We’ve seen some triathletes like Javi Gomez race across a range but even he’s had to step back from some of the ITU racing in order to create some space in order to do that. And then there’s others like Ali Brownlee who made a long-distance commitment and then come back to Olympic towards the Games. It’s possible, but not if you try to do everything.

How did you deal with coaching during the pandemic the last year?

It’s been challenging. What I tried not to do was to rush to fill the pause with something. You couldn’t just continue with training and wait and see what happens, what would pop up.

If we trace the timeline back we were expected to go to Abu Dhabi beginning of March last year. At that time we didn’t know [the Olympics would be postponed] so we had to continue training to some degree but you can’t keep in this holding pattern. And so we had to take rest for some of them and find a way for some of them — if you are from Italy, Spain, France, for some of them they couldn’t train outside for two months. There was a rush to find some way to continue to be fit indoors.

Some of the younger athletes were probably a little easier to manage, they’re earlier in their career so they kind of felt like they have a lot of opportunities. The ones I knew that were really focused on performing in Tokyo, that was a harder transition to go through. If you’re near the end of your Olympic career, you’ve invested in this big block in the winter to get ready and you realise you have to do that again. It’s a real first world problem, but it’s these athletes’ lives. Even as a coach I found it super hard to deal with.

I feel like that pause was important. Some of the ones who got themselves in trouble filled that gap with some extreme challenges. My orientation in my coaching is we have to keep healthy and consistent and ready to perform. Even the transition to so much indoor riding, a lot of athletes had knee issues or leg issues as a result of riding 15 hours a week.

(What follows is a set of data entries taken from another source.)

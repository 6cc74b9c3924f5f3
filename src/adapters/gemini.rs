//! Gemini Adapter
//!
//! `generateContent` with the key passed as the `key` query parameter.

use crate::adapters::{decode, non_empty, GenerationParams, ProviderAdapter};
use crate::client::HttpClient;
use crate::error::{DispatchError, Result};
use crate::router::ProviderId;
use futures::future::BoxFuture;
use futures::FutureExt;
use reqwest::header::HeaderMap;
use reqwest::Url;
use serde::{Deserialize, Serialize};

/// `generateContent` request body
#[derive(Debug, Clone, Serialize)]
#[serde(rename_all = "camelCase")]
pub struct GenerateContentRequest {
    pub contents: Vec<Content>,

    #[serde(skip_serializing_if = "Option::is_none")]
    pub system_instruction: Option<Content>,

    pub generation_config: GenerationConfig,
}

#[derive(Debug, Clone, Serialize)]
pub struct Content {
    #[serde(skip_serializing_if = "Option::is_none")]
    pub role: Option<String>,
    pub parts: Vec<Part>,
}

#[derive(Debug, Clone, Serialize)]
pub struct Part {
    pub text: String,
}

#[derive(Debug, Clone, Serialize)]
#[serde(rename_all = "camelCase")]
pub struct GenerationConfig {
    pub max_output_tokens: u32,
    pub temperature: f32,
}

impl GenerateContentRequest {
    pub fn new(params: &GenerationParams, prompt: &str, system: Option<&str>) -> Self {
        Self {
            contents: vec![Content {
                role: Some("user".to_string()),
                parts: vec![Part {
                    text: prompt.to_string(),
                }],
            }],
            system_instruction: system.map(|s| Content {
                role: None,
                parts: vec![Part {
                    text: s.to_string(),
                }],
            }),
            generation_config: GenerationConfig {
                max_output_tokens: params.max_tokens,
                temperature: params.temperature,
            },
        }
    }
}

/// `generateContent` response (only the fields we read)
#[derive(Debug, Clone, Deserialize)]
#[serde(rename_all = "camelCase")]
pub struct GenerateContentResponse {
    #[serde(default)]
    pub candidates: Vec<Candidate>,

    #[serde(default)]
    pub prompt_feedback: Option<PromptFeedback>,
}

#[derive(Debug, Clone, Deserialize)]
#[serde(rename_all = "camelCase")]
pub struct Candidate {
    #[serde(default)]
    pub content: Option<CandidateContent>,

    #[serde(default)]
    pub finish_reason: Option<String>,
}

#[derive(Debug, Clone, Deserialize)]
pub struct CandidateContent {
    #[serde(default)]
    pub parts: Vec<ResponsePart>,
}

#[derive(Debug, Clone, Deserialize)]
pub struct ResponsePart {
    #[serde(default)]
    pub text: Option<String>,
}

#[derive(Debug, Clone, Deserialize)]
#[serde(rename_all = "camelCase")]
pub struct PromptFeedback {
    #[serde(default)]
    pub block_reason: Option<String>,
}

impl GenerateContentResponse {
    /// First non-empty text part of the first candidate
    pub fn text(&self) -> Option<String> {
        self.candidates
            .first()?
            .content
            .as_ref()?
            .parts
            .iter()
            .filter_map(|p| p.text.as_deref())
            .find(|t| !t.trim().is_empty())
            .map(str::to_string)
    }
}

/// Adapter for the Gemini API
#[derive(Debug, Clone)]
pub struct GeminiAdapter {
    http: HttpClient,
    params: GenerationParams,
}

impl GeminiAdapter {
    pub fn new(http: HttpClient, params: GenerationParams) -> Self {
        Self { http, params }
    }

    /// Endpoint for the configured model, with the key attached
    fn endpoint(&self, key: &str) -> Result<Url> {
        let base = format!(
            "{}/v1beta/models/{}:generateContent",
            self.params.base_url, self.params.model
        );
        Url::parse_with_params(&base, &[("key", key)]).map_err(|e| {
            DispatchError::ProviderRequestFailed {
                provider: ProviderId::Gemini,
                status: None,
                message: format!("invalid endpoint {}: {}", base, e),
            }
        })
    }

    async fn send(&self, key: &str, prompt: &str, system: Option<&str>) -> Result<String> {
        let provider = ProviderId::Gemini;
        let url = self.endpoint(key)?;
        let request = GenerateContentRequest::new(&self.params, prompt, system);

        tracing::debug!(%provider, model = %self.params.model, "sending generateContent");
        let value = self
            .http
            .post_json(provider, url.as_str(), HeaderMap::new(), &request)
            .await?;

        let response: GenerateContentResponse = decode(provider, value)?;

        if response.candidates.is_empty() {
            let reason = response
                .prompt_feedback
                .and_then(|f| f.block_reason)
                .map(|r| format!("no candidates (blocked: {})", r))
                .unwrap_or_else(|| "no candidates".to_string());
            return Err(DispatchError::malformed(provider, reason));
        }

        let field = match &response.candidates[0].finish_reason {
            Some(reason) => format!("candidates[0] text (finishReason: {})", reason),
            None => "candidates[0] text".to_string(),
        };
        non_empty(provider, response.text(), &field)
    }
}

impl ProviderAdapter for GeminiAdapter {
    fn provider(&self) -> ProviderId {
        ProviderId::Gemini
    }

    fn complete<'a>(
        &'a self,
        key: &'a str,
        prompt: &'a str,
        system: Option<&'a str>,
    ) -> BoxFuture<'a, Result<String>> {
        self.send(key, prompt, system).boxed()
    }
}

There was a lot of learning about that and also respecting that everybody deals with this differently. I think as a coach we have to be understanding and empathetic that everyone will handle it differently in their environments and personalities. Knowing when to give more space or when to adjust things because if an athlete is feeling stressed they’re not going to be able to recover the same way.

I’m used to spending a lot of face time and one-to-one with athletes and being on deck, and not being able to do that also changes the dynamic because you’ve not been able to observe things the same way. You don’t have the same set of inputs you get from the casual conversations and informal meetings that you have when you’re in the same environment, so we had to create a bit of that. Not everyone wants to communicate in the same way.

Being a coach and follower of the sport of triathlon, what did you think about the Sub7 Sub8 Project?

As a spectacle and looking at the goal, I think it’s doable. I think there’s probably other athletes that could be even better. Anything that promotes the sport can be good. This was on the front sports page of the BBC Online the other day. It can get some mainstream interest.

I’m kind of a purist in the sense that even carbon plate shoes, I’m not a big fan of records falling everywhere due to this. We won’t be able to compare [the Sub7 Sub8] to records in Kona or other records. Triathlon already has a problem with course measurements.

In the same way as the sub-2 hour marathon I’m keenly awaiting a non-drafted, non-paced legit sub-2 marathon. It’s not that I don’t appreciate the other angle but I tend towards the purity of comparing history. Where are you in history? Who’s gone before you?

Probably those times are non-achievable in the traditional formats but it will be interesting to see the athletes go for something unusual and I’m sure people will be paying attention.